*Problem statement*
In the entries below, find the lines that contain the word "genes" and copy them.

*Material for this exercise*
┄┄┄┄┄┄┄┄┄┄┄┄┄┄┄┄┄┄┄┄

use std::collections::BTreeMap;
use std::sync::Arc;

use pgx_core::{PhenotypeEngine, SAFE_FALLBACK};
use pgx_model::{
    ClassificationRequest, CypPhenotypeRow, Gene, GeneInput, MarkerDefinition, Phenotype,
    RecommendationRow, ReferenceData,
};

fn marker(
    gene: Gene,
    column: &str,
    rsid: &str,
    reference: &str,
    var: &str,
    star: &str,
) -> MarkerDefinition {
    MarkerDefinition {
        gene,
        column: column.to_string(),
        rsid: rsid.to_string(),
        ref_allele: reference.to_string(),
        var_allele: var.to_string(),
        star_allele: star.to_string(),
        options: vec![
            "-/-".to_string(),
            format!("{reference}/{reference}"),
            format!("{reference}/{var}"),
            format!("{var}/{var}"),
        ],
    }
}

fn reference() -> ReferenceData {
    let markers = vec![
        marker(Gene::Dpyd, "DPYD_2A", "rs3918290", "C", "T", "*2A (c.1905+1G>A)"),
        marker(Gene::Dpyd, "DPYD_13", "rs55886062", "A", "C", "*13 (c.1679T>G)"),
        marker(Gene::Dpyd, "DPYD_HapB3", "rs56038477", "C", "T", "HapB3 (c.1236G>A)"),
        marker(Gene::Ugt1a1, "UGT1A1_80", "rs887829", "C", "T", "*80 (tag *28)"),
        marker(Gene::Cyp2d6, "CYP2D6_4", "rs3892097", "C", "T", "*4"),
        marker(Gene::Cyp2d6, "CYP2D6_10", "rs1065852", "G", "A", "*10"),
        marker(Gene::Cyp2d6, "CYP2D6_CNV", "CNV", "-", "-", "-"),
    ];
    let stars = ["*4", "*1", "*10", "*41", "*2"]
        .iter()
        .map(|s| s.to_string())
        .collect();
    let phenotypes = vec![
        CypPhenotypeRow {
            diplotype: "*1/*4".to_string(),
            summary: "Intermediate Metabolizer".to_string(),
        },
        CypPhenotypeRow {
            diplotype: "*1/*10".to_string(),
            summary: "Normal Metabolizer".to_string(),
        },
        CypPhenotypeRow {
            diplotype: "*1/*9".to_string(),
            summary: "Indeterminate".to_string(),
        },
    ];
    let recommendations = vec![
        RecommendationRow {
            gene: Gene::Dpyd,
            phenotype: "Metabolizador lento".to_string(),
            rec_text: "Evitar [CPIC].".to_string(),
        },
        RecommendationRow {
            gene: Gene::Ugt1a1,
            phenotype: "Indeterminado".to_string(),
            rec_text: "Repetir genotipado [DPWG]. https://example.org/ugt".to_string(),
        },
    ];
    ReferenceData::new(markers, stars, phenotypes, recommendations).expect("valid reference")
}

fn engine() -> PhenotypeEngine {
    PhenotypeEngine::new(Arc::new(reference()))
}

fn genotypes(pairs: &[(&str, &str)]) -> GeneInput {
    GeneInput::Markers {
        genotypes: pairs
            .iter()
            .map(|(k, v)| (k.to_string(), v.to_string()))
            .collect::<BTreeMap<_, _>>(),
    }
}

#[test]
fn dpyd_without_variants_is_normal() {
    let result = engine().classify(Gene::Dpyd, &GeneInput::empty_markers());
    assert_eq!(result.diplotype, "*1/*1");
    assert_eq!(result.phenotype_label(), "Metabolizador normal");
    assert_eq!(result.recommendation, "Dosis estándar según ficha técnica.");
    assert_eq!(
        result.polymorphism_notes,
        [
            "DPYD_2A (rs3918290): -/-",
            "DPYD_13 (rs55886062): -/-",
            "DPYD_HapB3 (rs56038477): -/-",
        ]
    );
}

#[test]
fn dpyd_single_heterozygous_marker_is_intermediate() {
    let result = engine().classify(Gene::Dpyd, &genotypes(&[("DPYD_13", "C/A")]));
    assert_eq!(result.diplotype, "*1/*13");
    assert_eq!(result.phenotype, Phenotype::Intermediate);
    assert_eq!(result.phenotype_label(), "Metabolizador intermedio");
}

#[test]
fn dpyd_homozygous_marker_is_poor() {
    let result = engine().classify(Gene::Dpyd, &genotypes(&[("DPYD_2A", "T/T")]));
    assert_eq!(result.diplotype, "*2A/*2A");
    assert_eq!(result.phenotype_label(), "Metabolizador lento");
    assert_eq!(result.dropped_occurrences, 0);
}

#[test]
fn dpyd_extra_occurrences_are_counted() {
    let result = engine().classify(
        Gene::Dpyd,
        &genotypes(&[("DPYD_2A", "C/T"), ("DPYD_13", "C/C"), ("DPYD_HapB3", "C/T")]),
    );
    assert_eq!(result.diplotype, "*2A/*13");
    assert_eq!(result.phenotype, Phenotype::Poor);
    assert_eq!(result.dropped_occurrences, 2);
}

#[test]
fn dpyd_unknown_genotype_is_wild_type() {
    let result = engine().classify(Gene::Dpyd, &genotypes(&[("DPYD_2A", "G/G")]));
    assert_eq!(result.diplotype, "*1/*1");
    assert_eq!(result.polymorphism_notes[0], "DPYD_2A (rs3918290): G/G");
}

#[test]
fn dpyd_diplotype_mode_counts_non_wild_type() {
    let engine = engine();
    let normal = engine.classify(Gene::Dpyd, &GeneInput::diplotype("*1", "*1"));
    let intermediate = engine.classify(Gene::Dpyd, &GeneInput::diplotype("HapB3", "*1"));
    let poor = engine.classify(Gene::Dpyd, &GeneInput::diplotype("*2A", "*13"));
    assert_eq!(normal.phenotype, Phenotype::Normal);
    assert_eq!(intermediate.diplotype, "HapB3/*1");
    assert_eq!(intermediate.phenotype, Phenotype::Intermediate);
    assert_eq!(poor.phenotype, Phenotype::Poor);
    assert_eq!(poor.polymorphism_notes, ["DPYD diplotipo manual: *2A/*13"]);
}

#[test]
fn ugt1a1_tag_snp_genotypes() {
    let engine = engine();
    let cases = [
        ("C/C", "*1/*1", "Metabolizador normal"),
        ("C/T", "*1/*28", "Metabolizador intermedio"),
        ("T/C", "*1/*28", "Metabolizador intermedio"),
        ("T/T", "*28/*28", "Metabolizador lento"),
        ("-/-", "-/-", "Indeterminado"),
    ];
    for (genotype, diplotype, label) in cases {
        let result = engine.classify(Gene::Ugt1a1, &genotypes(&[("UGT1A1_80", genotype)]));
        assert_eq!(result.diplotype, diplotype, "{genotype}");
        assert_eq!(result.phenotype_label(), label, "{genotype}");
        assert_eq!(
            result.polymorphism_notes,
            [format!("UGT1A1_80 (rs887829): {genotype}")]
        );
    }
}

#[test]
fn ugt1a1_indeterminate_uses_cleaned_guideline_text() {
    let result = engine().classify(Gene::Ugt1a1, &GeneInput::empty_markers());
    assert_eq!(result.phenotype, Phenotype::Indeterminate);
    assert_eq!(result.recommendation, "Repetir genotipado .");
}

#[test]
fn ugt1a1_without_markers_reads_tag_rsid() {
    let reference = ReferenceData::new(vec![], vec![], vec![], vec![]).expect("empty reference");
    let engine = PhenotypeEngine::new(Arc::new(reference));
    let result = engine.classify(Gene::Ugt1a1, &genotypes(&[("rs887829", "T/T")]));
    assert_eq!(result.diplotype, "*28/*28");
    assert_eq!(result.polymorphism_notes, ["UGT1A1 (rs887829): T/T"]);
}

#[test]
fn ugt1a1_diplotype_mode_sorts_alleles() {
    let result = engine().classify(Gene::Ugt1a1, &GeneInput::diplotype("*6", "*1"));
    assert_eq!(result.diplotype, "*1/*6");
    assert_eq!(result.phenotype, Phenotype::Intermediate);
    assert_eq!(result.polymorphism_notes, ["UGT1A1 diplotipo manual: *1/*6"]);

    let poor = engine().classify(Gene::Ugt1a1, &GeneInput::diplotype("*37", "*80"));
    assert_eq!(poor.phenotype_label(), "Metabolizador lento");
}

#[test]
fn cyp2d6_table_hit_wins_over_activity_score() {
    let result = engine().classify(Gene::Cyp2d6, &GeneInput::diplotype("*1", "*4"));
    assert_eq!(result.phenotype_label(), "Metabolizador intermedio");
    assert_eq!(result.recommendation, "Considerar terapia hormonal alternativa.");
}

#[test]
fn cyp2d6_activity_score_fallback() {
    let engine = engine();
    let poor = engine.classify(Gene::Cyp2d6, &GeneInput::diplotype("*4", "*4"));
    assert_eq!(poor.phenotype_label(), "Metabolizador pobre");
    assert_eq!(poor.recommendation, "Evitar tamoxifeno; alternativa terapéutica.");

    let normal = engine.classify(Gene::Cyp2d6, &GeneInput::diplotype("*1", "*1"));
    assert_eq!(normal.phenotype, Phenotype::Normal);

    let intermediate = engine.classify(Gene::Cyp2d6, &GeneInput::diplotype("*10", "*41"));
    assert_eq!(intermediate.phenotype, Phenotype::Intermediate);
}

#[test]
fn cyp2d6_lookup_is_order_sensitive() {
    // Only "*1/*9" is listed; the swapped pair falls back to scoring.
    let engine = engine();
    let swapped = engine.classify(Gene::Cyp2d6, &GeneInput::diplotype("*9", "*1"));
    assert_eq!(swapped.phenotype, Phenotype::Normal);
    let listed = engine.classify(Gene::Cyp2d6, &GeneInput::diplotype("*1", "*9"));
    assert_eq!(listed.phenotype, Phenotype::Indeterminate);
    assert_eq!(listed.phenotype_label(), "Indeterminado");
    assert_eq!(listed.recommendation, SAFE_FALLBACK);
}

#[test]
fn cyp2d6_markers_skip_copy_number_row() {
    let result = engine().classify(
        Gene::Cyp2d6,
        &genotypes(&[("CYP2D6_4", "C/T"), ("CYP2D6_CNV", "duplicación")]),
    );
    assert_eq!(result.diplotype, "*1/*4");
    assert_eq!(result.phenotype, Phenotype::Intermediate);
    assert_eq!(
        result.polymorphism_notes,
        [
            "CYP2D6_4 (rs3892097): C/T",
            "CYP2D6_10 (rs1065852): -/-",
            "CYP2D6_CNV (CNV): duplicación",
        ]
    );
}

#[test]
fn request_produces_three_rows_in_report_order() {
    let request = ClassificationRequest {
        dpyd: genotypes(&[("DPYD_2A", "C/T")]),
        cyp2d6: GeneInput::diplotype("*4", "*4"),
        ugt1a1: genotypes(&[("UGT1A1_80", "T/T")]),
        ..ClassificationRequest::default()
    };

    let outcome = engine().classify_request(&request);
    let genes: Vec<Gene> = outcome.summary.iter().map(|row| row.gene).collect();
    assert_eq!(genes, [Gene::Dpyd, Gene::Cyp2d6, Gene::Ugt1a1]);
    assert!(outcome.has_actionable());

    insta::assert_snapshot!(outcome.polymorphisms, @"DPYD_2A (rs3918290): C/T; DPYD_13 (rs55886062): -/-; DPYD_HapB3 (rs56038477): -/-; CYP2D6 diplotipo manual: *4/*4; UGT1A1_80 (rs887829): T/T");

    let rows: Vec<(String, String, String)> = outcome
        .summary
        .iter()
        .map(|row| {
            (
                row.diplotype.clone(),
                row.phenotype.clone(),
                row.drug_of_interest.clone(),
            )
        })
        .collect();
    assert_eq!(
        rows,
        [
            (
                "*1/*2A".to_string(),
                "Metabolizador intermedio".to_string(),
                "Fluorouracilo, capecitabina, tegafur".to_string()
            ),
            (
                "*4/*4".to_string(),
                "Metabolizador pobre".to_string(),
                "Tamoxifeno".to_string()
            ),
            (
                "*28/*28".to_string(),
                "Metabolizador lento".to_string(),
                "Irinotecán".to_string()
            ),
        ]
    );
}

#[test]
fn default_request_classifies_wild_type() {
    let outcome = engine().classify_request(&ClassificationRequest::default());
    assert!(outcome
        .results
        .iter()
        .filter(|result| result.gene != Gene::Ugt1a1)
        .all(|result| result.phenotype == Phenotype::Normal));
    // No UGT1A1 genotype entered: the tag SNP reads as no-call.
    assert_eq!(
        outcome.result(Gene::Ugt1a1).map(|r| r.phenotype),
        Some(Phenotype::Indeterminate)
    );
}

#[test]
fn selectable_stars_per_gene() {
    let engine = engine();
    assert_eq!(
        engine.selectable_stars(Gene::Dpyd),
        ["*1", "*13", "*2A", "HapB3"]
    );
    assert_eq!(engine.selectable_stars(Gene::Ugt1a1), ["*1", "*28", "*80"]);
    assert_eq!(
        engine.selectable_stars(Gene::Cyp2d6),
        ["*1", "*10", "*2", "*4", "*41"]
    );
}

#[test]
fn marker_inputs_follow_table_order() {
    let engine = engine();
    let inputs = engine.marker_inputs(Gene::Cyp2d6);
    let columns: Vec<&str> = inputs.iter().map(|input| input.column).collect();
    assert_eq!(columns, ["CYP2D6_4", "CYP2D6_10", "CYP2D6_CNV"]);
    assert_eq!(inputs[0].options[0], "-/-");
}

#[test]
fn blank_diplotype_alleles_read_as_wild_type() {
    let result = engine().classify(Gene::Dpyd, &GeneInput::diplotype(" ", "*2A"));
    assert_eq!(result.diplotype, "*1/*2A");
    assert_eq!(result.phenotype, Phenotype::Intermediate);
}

┄┄┄┄┄┄┄┄┄┄┄┄┄┄┄┄┄┄┄┄

*Completed exercise*
    let genes: Vec<Gene> = outcome.summary.iter().map(|row| row.gene).collect();
    assert_eq!(genes, [Gene::Dpyd, Gene::Cyp2d6, Gene::Ugt1a1]);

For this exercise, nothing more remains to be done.